I am using the Everett Fox translation into English because it is the most faithful to the original Hebrew. While every Hebrew word can have many meanings this English translation has been adapted well to the essence of the meaning in Hebrew. This is a very powerful weekly reading of the beginning of the next book: Exodus. While we are highlighting only a mere fraction of the entire reading I strongly encourage you to read the entire portion as it contains such a rich diet of insight and understanding.

“In point of fact, all these media-fire, water and desert-suggest change as a major concern of the book of Exodus. Our text chronicles the start of Israel’s journey as a nation, a transformative journey which takes vastly changed circumstances, a whole generation in time, and indeed several books of recounting to complete. Exodus is very concerned with topography-not for the purposes of historical recollection (as Genesis was, apparently) but as an account of an inner journey….That goal, the Promised Land, will not be realized in Exodus, because in this book we stand only at the beginning of the journey. Change does not come quickly, and the true molding of a people, like that of an individual, requires formative experiences over time. In Exodus, then, the people of Israel begins in adolescence, as it were. It has survived infancy in Genesis, a period marked by constant threats of physical extinction, and must now begin the tortuous process of learning to cope with adulthood-that is to say, people-hood-in a hostile world.”

‘The historically minded reader may ask: Why would the ruler of a society that is(literally) built on slavery destroy his own workforce? Two answers are possible. First, the story is tied to Chap. 2, the survival of Moshe, and thus must be told tot hat end ( a threat to males). Second, the Story does not describe a rational fear, but paranoia-paralleling the situation in Nazi Germany of the 1930s and 1940s, where Jews were blamed for various economic and political catastrophes not of their own making and were eliminated from a society that could have used their resources and manpower.”

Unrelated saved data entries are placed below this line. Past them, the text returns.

//! HTTP handlers and router assembly.

use std::sync::Arc;
use std::time::Instant;

use axum::{
    extract::{rejection::JsonRejection, State},
    http::StatusCode,
    response::IntoResponse,
    routing::{get, post},
    Json, Router,
};
use bootstrap_core::wire::{NonceResponse, RegisterRequest, RegisterResponse, NONCE_PATH, REGISTER_PATH};
use bootstrap_core::AdminRegistrationApi;
use tower::ServiceBuilder;
use tower_http::limit::RequestBodyLimitLayer;
use tracing::debug;

use crate::domain::config::GatewayConfig;
use crate::domain::error::{ApiError, ApiResult};
use crate::middleware::{GatewayMetrics, RateLimitLayer, RateLimitState, TimeoutLayer, TracingLayer};

/// Application state shared across handlers
#[derive(Clone)]
pub struct AppState {
    /// `None` while bootstrap registration is disabled
    pub registration: Option<Arc<dyn AdminRegistrationApi>>,
    pub denial_status: StatusCode,
    pub metrics: Arc<GatewayMetrics>,
    pub rate_limit: Arc<RateLimitState>,
    pub started_at: Instant,
}

impl AppState {
    fn registration(&self) -> ApiResult<&Arc<dyn AdminRegistrationApi>> {
        self.registration
            .as_ref()
            .ok_or_else(ApiError::registration_disabled)
    }
}

/// Build the full router with its middleware stack.
pub fn build_router(config: &GatewayConfig, state: AppState) -> Router {
    let middleware = ServiceBuilder::new()
        .layer(TracingLayer::new(Arc::clone(&state.metrics)))
        .layer(RateLimitLayer::new(
            Arc::clone(&state.rate_limit),
            Arc::clone(&state.metrics),
        ))
        .layer(TimeoutLayer::new(
            config.timeouts.request,
            Arc::clone(&state.metrics),
        ));

    Router::new()
        .route(NONCE_PATH, get(issue_nonce))
        .route(REGISTER_PATH, post(register))
        .route("/health", get(health_check))
        .route("/metrics", get(metrics))
        .fallback(not_found)
        .layer(RequestBodyLimitLayer::new(config.limits.max_request_size))
        .layer(middleware)
        .with_state(state)
}

async fn issue_nonce(State(state): State<AppState>) -> ApiResult<Json<NonceResponse>> {
    let token = state.registration()?.issue_nonce()?;
    debug!(nonce = %token.short(), "Nonce handed out");
    Ok(Json(NonceResponse {
        nonce: token.into_inner(),
    }))
}

async fn register(
    State(state): State<AppState>,
    payload: Result<Json<RegisterRequest>, JsonRejection>,
) -> ApiResult<Json<RegisterResponse>> {
    // Disabled takes precedence over a malformed body.
    let api = state.registration()?;
    let Json(request) = payload?;

    api.register(request.into())
        .await
        .map(Json)
        .map_err(|err| ApiError::from_registration(err, state.denial_status))
}

/// Health check endpoint
async fn health_check(State(state): State<AppState>) -> impl IntoResponse {
    Json(serde_json::json!({
        "status": "healthy",
        "service": "bootstrap-gateway",
        "version": env!("CARGO_PKG_VERSION"),
        "registration_enabled": state.registration.is_some(),
        "uptime_secs": state.started_at.elapsed().as_secs(),
    }))
}

async fn metrics(State(state): State<AppState>) -> impl IntoResponse {
    let mut body = state.metrics.to_json();
    body["rate_limiting"]["buckets"] = state.rate_limit.bucket_count().into();
    body["registration"] = match &state.registration {
        Some(api) => serde_json::to_value(api.snapshot()).unwrap_or_default(),
        None => serde_json::Value::Null,
    };
    Json(body)
}

async fn not_found() -> ApiError {
    ApiError::not_found()
}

The Shepherd, now in the service of his father-in-law, the “priest”, comes upon the “mountain of God,” “behind the wilderness.” The result are those of an unintended or half-intended journey. Moshe, who had fled previously, finds himself at the utmost reaches of the wilderness, almost like Jonah in the bowels of the boat or the great fish. The sight that Moshe is granted is of unclear nature, but it involves fire, with all its pregnant associations: passion, purity, light, mystery(Greenberg 1969) and here, inextinguishability.

(The Five Books of Moses. The Schocken Bible:Volume I, commentary and notes by Everett Fox Pgs.256-258, 268.)

Now Moshe was shepherding the flock of Yitro his father-in-law,
priest of Midyan.
He led the flock behind the wilderness-
and he came to the mountain of God, to Horev.
And YHWH’s messenger was seen by him
in the flame of a fire out of the midst of a bush.
He saw:
here, the bush is burning with fire,
and the bush is not consumed!
Moshe said:
Now let me turn aside
that I may see this great sight-
why the bush dies nit burn up!
When YHWH saw that he had turned aside to see,
God called to him out of the midst of the bush,
he said:
Here I am.
He said:
Do not come near here,
put off your sandal from your foot,
for the place on which you stand-it is holy ground!
and he said:
I am the God of your father,
the Gos of Avraham,
the God of Yitzchok,
and the God of Yaakov.
Moshe concealed his face,
for he was afraid to gaze upon God.

(Exodus 3:1-6)(The Five Books of Moses. The Schocken Bible:Volume I, commentary and notes by Everett Fox)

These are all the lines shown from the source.